2017 Fiscal Year Annual Research Report
運動による慢性炎症性疾患予防の分子機構:マクロファージ・インスリン受容体の役割
Project/Area Number |
17H02160
|
Research Institution | Kyorin University |
Principal Investigator |
木崎 節子 杏林大学, 医学部, 教授 (00322446)
|
Project Period (FY) |
2017-04-01 – 2020-03-31
|
Keywords | 運動 / マクロファージ / 炎症 / Toll様受容体 / インフラマソーム / インスリン受容体 / シグナル伝達 / マウス |
Outline of Annual Research Achievements |
平成29年度は、4週齢雄性C57BL/6Jマウスを自発性走運動(VE)群と対照(SC)群に分けて8週間飼育した後、腹腔滲出性マクロファージ(PEMΦ)のToll様受容体(TLR)シグナル伝達、インフラマソーム活性およびインスリン感受性を二群間で比較検討し、以下の知見を得た。1)リポ多糖刺激によるPEMФのIL-1βとIL-18のmRNAレベル増加は二群間で差がなかったが、これらの分泌量はVE群の方がSC群に比べて有意に高かった。2)このとき、TLRシグナル伝達を担うIKKβのリン酸化とIκBαの分解の亢進はいずれも二群間で差がなかった。3)さらに、TNF-αとIL-6のmRNAレベルと分泌量の増加も二群間で差がなかった。
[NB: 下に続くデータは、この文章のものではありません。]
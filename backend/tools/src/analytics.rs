//! The standard analytic engines and their call contracts.
//!
//! The engines themselves live outside this workspace. Each variant here pins
//! down the tool name, the typed params it accepts, the result shape the
//! orchestrator reads back, and the scheduling metadata it is registered with.

use std::fmt;
use std::sync::Arc;

use serde::{Deserialize, Serialize};
use tubelens_core::{DiscoveredPattern, Tool};

use crate::registry::{ToolCategory, ToolDefinition};
use crate::schema::{ParamKind, ParamSchema};

#[derive(Debug, Clone, Copy, PartialEq, Eq, Hash, Serialize, Deserialize)]
#[serde(rename_all = "snake_case")]
pub enum AnalyticTool {
    /// Title, channel, format, niche, and score for a video.
    VideoContext,
    Transcript,
    ChannelBaseline,
    /// Percentile of the video within its channel's performance envelope.
    PerformanceEnvelope,
    TopicClusters,
    SemanticNeighbors,
    CompetitiveSuccesses,
    ValidatePattern,
}

impl AnalyticTool {
    pub const ALL: [AnalyticTool; 8] = [
        AnalyticTool::VideoContext,
        AnalyticTool::Transcript,
        AnalyticTool::ChannelBaseline,
        AnalyticTool::PerformanceEnvelope,
        AnalyticTool::TopicClusters,
        AnalyticTool::SemanticNeighbors,
        AnalyticTool::CompetitiveSuccesses,
        AnalyticTool::ValidatePattern,
    ];

    pub fn name(&self) -> &'static str {
        match self {
            AnalyticTool::VideoContext => "video_context",
            AnalyticTool::Transcript => "transcript",
            AnalyticTool::ChannelBaseline => "channel_baseline",
            AnalyticTool::PerformanceEnvelope => "performance_envelope",
            AnalyticTool::TopicClusters => "topic_clusters",
            AnalyticTool::SemanticNeighbors => "semantic_neighbors",
            AnalyticTool::CompetitiveSuccesses => "competitive_successes",
            AnalyticTool::ValidatePattern => "validate_pattern",
        }
    }

    pub fn from_name(name: &str) -> Option<Self> {
        Self::ALL.into_iter().find(|t| t.name() == name)
    }

    pub fn schema(&self) -> ParamSchema {
        match self {
            AnalyticTool::VideoContext
            | AnalyticTool::PerformanceEnvelope
            | AnalyticTool::TopicClusters => {
                ParamSchema::new().required("video_id", ParamKind::String)
            }
            AnalyticTool::Transcript => ParamSchema::new()
                .required("video_id", ParamKind::String)
                .optional("language", ParamKind::String),
            AnalyticTool::ChannelBaseline => ParamSchema::new()
                .required("channel_id", ParamKind::String)
                .optional("window_days", ParamKind::Integer),
            AnalyticTool::SemanticNeighbors => ParamSchema::new()
                .required("video_id", ParamKind::String)
                .required("limit", ParamKind::Integer),
            AnalyticTool::CompetitiveSuccesses => ParamSchema::new()
                .required("niche", ParamKind::String)
                .required("limit", ParamKind::Integer),
            AnalyticTool::ValidatePattern => ParamSchema::new()
                .required("video_id", ParamKind::String)
                .required("pattern", ParamKind::String),
        }
    }

    pub fn category(&self) -> ToolCategory {
        match self {
            AnalyticTool::VideoContext | AnalyticTool::Transcript => ToolCategory::Context,
            AnalyticTool::ChannelBaseline | AnalyticTool::PerformanceEnvelope => {
                ToolCategory::Scoring
            }
            AnalyticTool::TopicClusters => ToolCategory::Clustering,
            AnalyticTool::SemanticNeighbors | AnalyticTool::CompetitiveSuccesses => {
                ToolCategory::Search
            }
            AnalyticTool::ValidatePattern => ToolCategory::Validation,
        }
    }

    /// Pattern validation reads the evolving hypothesis, so it runs alone.
    pub fn parallel_safe(&self) -> bool {
        !matches!(self, AnalyticTool::ValidatePattern)
    }

    pub fn cacheable(&self) -> bool {
        !matches!(self, AnalyticTool::ValidatePattern)
    }

    /// Default `(tokens, cost)` admission estimate.
    pub fn estimate(&self) -> (u64, f64) {
        match self {
            AnalyticTool::VideoContext => (200, 0.0005),
            AnalyticTool::Transcript => (4_000, 0.002),
            AnalyticTool::ChannelBaseline => (500, 0.001),
            AnalyticTool::PerformanceEnvelope => (500, 0.001),
            AnalyticTool::TopicClusters => (3_000, 0.004),
            AnalyticTool::SemanticNeighbors => (1_500, 0.002),
            AnalyticTool::CompetitiveSuccesses => (1_500, 0.002),
            AnalyticTool::ValidatePattern => (2_000, 0.003),
        }
    }

    /// Build a registry definition backed by `handler`.
    pub fn definition(&self, handler: Arc<dyn Tool>) -> ToolDefinition {
        let (tokens, cost) = self.estimate();
        let mut definition = ToolDefinition::new(handler, self.schema())
            .category(self.category())
            .parallel_safe(self.parallel_safe())
            .estimate(tokens, cost)
            .cacheable(self.cacheable());
        definition.name = self.name().to_string();
        definition
    }
}

impl fmt::Display for AnalyticTool {
    fn fmt(&self, f: &mut fmt::Formatter<'_>) -> fmt::Result {
        write!(f, "{}", self.name())
    }
}

// ---------------------------------------------------------------------------
// Typed params
// ---------------------------------------------------------------------------

#[derive(Debug, Clone, PartialEq, Serialize, Deserialize)]
pub struct VideoParams {
    pub video_id: String,
}

#[derive(Debug, Clone, PartialEq, Serialize, Deserialize)]
pub struct ChannelBaselineParams {
    pub channel_id: String,
    #[serde(default, skip_serializing_if = "Option::is_none")]
    pub window_days: Option<u32>,
}

#[derive(Debug, Clone, PartialEq, Serialize, Deserialize)]
pub struct NeighborParams {
    pub video_id: String,
    pub limit: u32,
}

#[derive(Debug, Clone, PartialEq, Serialize, Deserialize)]
pub struct CompetitiveParams {
    pub niche: String,
    pub limit: u32,
}

#[derive(Debug, Clone, PartialEq, Serialize, Deserialize)]
pub struct ValidatePatternParams {
    pub video_id: String,
    pub pattern: String,
}

// ---------------------------------------------------------------------------
// Result shapes read back by the orchestrator
// ---------------------------------------------------------------------------

#[derive(Debug, Clone, PartialEq, Serialize, Deserialize)]
#[serde(rename_all = "camelCase")]
pub struct EnvelopeResult {
    /// 0-100 position within the channel's envelope.
    pub percentile: f64,
}

#[derive(Debug, Clone, PartialEq, Serialize, Deserialize)]
#[serde(rename_all = "camelCase")]
pub struct NeighborResult {
    pub video_ids: Vec<String>,
    #[serde(default)]
    pub total_candidates: u64,
}

#[derive(Debug, Clone, PartialEq, Serialize, Deserialize)]
pub struct ClusterResult {
    pub patterns: Vec<DiscoveredPattern>,
}

#[derive(Debug, Clone, PartialEq, Serialize, Deserialize)]
pub struct PatternVerdict {
    pub pattern: String,
    pub confidence: f64,
    pub supported: bool,
}
//! Config validation: deep checks with user-friendly error messages.

use thiserror::Error;

use crate::schema::TubeLensConfig;

/// A config validation error with field path and message.
#[derive(Debug, Error)]
#[error("Config validation error at '{path}': {message}")]
pub struct ConfigValidationError {
    pub path: String,
    pub message: String,
}

/// A collection of validation errors found in one pass.
#[derive(Debug, Default)]
pub struct ValidationReport {
    pub errors: Vec<ConfigValidationError>,
    pub warnings: Vec<ConfigValidationError>,
}

impl ValidationReport {
    pub fn is_valid(&self) -> bool {
        self.errors.is_empty()
    }

    fn error(&mut self, path: impl Into<String>, message: impl Into<String>) {
        self.errors.push(ConfigValidationError {
            path: path.into(),
            message: message.into(),
        });
    }

    fn warn(&mut self, path: impl Into<String>, message: impl Into<String>) {
        self.warnings.push(ConfigValidationError {
            path: path.into(),
            message: message.into(),
        });
    }
}

const LOG_LEVELS: [&str; 5] = ["trace", "debug", "info", "warn", "error"];

/// Validate the config and return a report of all errors and warnings.
pub fn validate(config: &TubeLensConfig) -> ValidationReport {
    let mut report = ValidationReport::default();
    validate_budget(config, &mut report);
    validate_selector(config, &mut report);
    validate_router(config, &mut report);
    validate_compaction(config, &mut report);
    validate_retry(config, &mut report);
    validate_tools(config, &mut report);
    validate_agent(config, &mut report);
    validate_pricing(config, &mut report);
    validate_logging(config, &mut report);
    report
}

fn validate_budget(config: &TubeLensConfig, report: &mut ValidationReport) {
    let Some(budget) = &config.budget else { return };
    let fields = [
        ("maxFanouts", budget.max_fanouts.map(u64::from)),
        ("maxValidations", budget.max_validations.map(u64::from)),
        ("maxCandidates", budget.max_candidates.map(u64::from)),
        ("maxTokens", budget.max_tokens),
        ("maxDurationMs", budget.max_duration_ms),
        ("maxToolCalls", budget.max_tool_calls.map(u64::from)),
    ];
    for (name, value) in fields {
        if value == Some(0) {
            report.error(format!("budget.{name}"), "Budget caps must be positive");
        }
    }
}

fn validate_selector(config: &TubeLensConfig, report: &mut ValidationReport) {
    let Some(selector) = &config.selector else { return };
    let w = &selector.weights;
    let weights = [
        ("highTps", w.high_tps),
        ("channelPatterns", w.channel_patterns),
        ("competitiveData", w.competitive_data),
        ("semanticClusters", w.semantic_clusters),
        ("previousFailure", w.previous_failure),
        ("maxFailurePenalty", w.max_failure_penalty),
        ("failureRate", w.failure_rate),
        ("recentFallback", w.recent_fallback),
    ];
    for (name, value) in weights {
        if !value.is_finite() || value < 0.0 {
            report.error(format!("selector.weights.{name}"), "Weights must be non-negative");
        }
    }
    let positive = w.high_tps + w.channel_patterns + w.competitive_data + w.semantic_clusters;
    if (positive - 1.0).abs() > 1e-6 {
        report.warn(
            "selector.weights",
            format!("Factor weights sum to {positive:.2}; scores will not span [0, 1]"),
        );
    }

    if !(0.0..=1.0).contains(&selector.classic_below)
        || !(0.0..=1.0).contains(&selector.confident_above)
    {
        report.error("selector", "classicBelow and confidentAbove must be within [0, 1]");
    } else if selector.classic_below > selector.confident_above {
        report.error("selector.classicBelow", "classicBelow must not exceed confidentAbove");
    }

    let fallback = &selector.fallback;
    if fallback.max_errors == 0 {
        report.error("selector.fallback.maxErrors", "maxErrors must be >= 1");
    }
    if !(fallback.token_fallback_ratio > 0.0 && fallback.token_fallback_ratio <= 1.0) {
        report.error("selector.fallback.tokenFallbackRatio", "Ratio must be within (0, 1]");
    }
    if selector.history_limit == 0 {
        report.warn("selector.historyLimit", "Selection history is disabled");
    }
}

fn validate_router(config: &TubeLensConfig, report: &mut ValidationReport) {
    let Some(router) = &config.router else { return };
    let threshold = router.budget_threshold;
    if !(threshold > 0.0 && threshold <= 1.0) {
        report.error("router.budgetThreshold", "budgetThreshold must be within (0, 1]");
    }
    let models = [
        ("large", &router.models.large),
        ("medium", &router.models.medium),
        ("small", &router.models.small),
    ];
    for (tier, model) in models {
        if model.trim().is_empty() {
            report.error(format!("router.models.{tier}"), "Model id cannot be empty");
        }
    }
}

fn validate_compaction(config: &TubeLensConfig, report: &mut ValidationReport) {
    let Some(compaction) = &config.compaction else { return };
    if compaction.keep_tool_calls == Some(0) {
        report.warn(
            "compaction.keepToolCalls",
            "Every tool call is dropped on a model switch; results will not be reused",
        );
    }
}

fn validate_retry(config: &TubeLensConfig, report: &mut ValidationReport) {
    let Some(retry) = &config.retry else { return };
    if retry.max_attempts == Some(0) {
        report.error("retry.maxAttempts", "maxAttempts counts the first call and must be >= 1");
    }
    if let Some(factor) = retry.backoff_factor {
        if !factor.is_finite() || factor < 1.0 {
            report.error("retry.backoffFactor", "backoffFactor must be >= 1.0");
        }
    }
    if let (Some(base), Some(max)) = (retry.base_delay_ms, retry.max_delay_ms) {
        if base > max {
            report.warn("retry.baseDelayMs", "baseDelayMs exceeds maxDelayMs; every retry waits the max");
        }
    }
}

fn validate_tools(config: &TubeLensConfig, report: &mut ValidationReport) {
    let Some(tools) = &config.tools else { return };
    if let Some(base) = &tools.base_url {
        check_http_url("tools.baseUrl", base, report);
    }
    for (tool, endpoint) in &tools.endpoints {
        if tool.trim().is_empty() {
            report.error("tools.endpoints", "Tool name cannot be empty");
        }
        check_http_url(&format!("tools.endpoints.{tool}"), endpoint, report);
    }
    if tools.timeout_ms == Some(0) {
        report.error("tools.timeoutMs", "timeoutMs must be positive");
    }
    if tools.base_url.is_none() && tools.endpoints.is_empty() {
        report.warn("tools", "No engine endpoints configured; every call will be rejected");
    }
}

fn validate_agent(config: &TubeLensConfig, report: &mut ValidationReport) {
    let Some(agent) = &config.agent else { return };
    if let Some(endpoint) = &agent.planner_endpoint {
        check_http_url("agent.plannerEndpoint", endpoint, report);
        if agent.api_key.as_deref().map(str::is_empty).unwrap_or(true) {
            report.warn("agent.apiKey", "Planner endpoint configured without an API key");
        }
    }
    if agent.max_turns == Some(0) {
        report.error("agent.maxTurns", "maxTurns must be >= 1");
    }
    if agent.timeout_ms == Some(0) {
        report.error("agent.timeoutMs", "timeoutMs must be positive");
    }
}

fn validate_pricing(config: &TubeLensConfig, report: &mut ValidationReport) {
    for (model, price) in &config.pricing {
        if !price.is_finite() || *price < 0.0 {
            report.error(format!("pricing.{model}"), "Price per 1k tokens must be non-negative");
        }
    }
}

fn validate_logging(config: &TubeLensConfig, report: &mut ValidationReport) {
    let Some(logging) = &config.logging else { return };
    if let Some(level) = &logging.level {
        if !LOG_LEVELS.contains(&level.to_ascii_lowercase().as_str()) {
            report.error(
                "logging.level",
                format!("Unknown log level '{level}'. Use one of: {}", LOG_LEVELS.join(", ")),
            );
        }
    }
}

fn check_http_url(path: &str, value: &str, report: &mut ValidationReport) {
    if !(value.starts_with("http://") || value.starts_with("https://")) {
        report.error(path, format!("'{value}' is not an http(s) URL"));
    }
}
4)一方、未成熟型のIL-1βとIL-18の切断と分泌を調節するカスパーゼ-1のプロ型タンパク質レベルは、VE群の方がSC群に比べて有意に高かった。5)プロ型カスパーゼ-1の切断と活性化を調節するインフラマソームを構成するNLRP3とASCのmRNAおよびタンパク質レベルはいずれも二群間で差がなかった。6)インスリン刺激後のAktのリン酸化亢進は、VE群の方がSC群に比べて有意に低かった。以上の結果から、習慣的運動は、細菌由来因子に対する単球由来マクロファージのTLRシグナル伝達には影響を与えない一方、インフラマソームを介した炎症性応答能を高めて、生体感染防御能を促進する働きがあることが示唆された。今後、この運動によるマクロファージインフラマソーム活性の亢進におけるインスリン感受性低下の役割を解析する。
|
Current Status of Research Progress |
Current Status of Research Progress
2: Research has progressed on the whole more than it was originally planned.
Reason
平成29年度は、マクロファージのTLRシグナル伝達とインフラマソームのクロストークに対する習慣的運動の効果を明らかにすることができた。そのため、本研究は、現時点において「おおむね順調に進展している」と判断した。
|
Strategy for Future Research Activity |
平成30年度は、習慣的運動によるマクロファージインフラマソーム活性亢進の分子メカニズムを明らかにすることを目的とする。特に、インスリン感受性の低下の役割を中心に解析を進める。具体的には、1)マウス初代培養マクロファージのインフラマソーム活性に対するインスリン刺激の影響とインスリン受容体シグナル伝達阻害剤の効果、2)マウスマクロファージ細胞株を用いたインスリン受容体発現株の樹立とそのインフラマソーム活性の解析を行う予定である。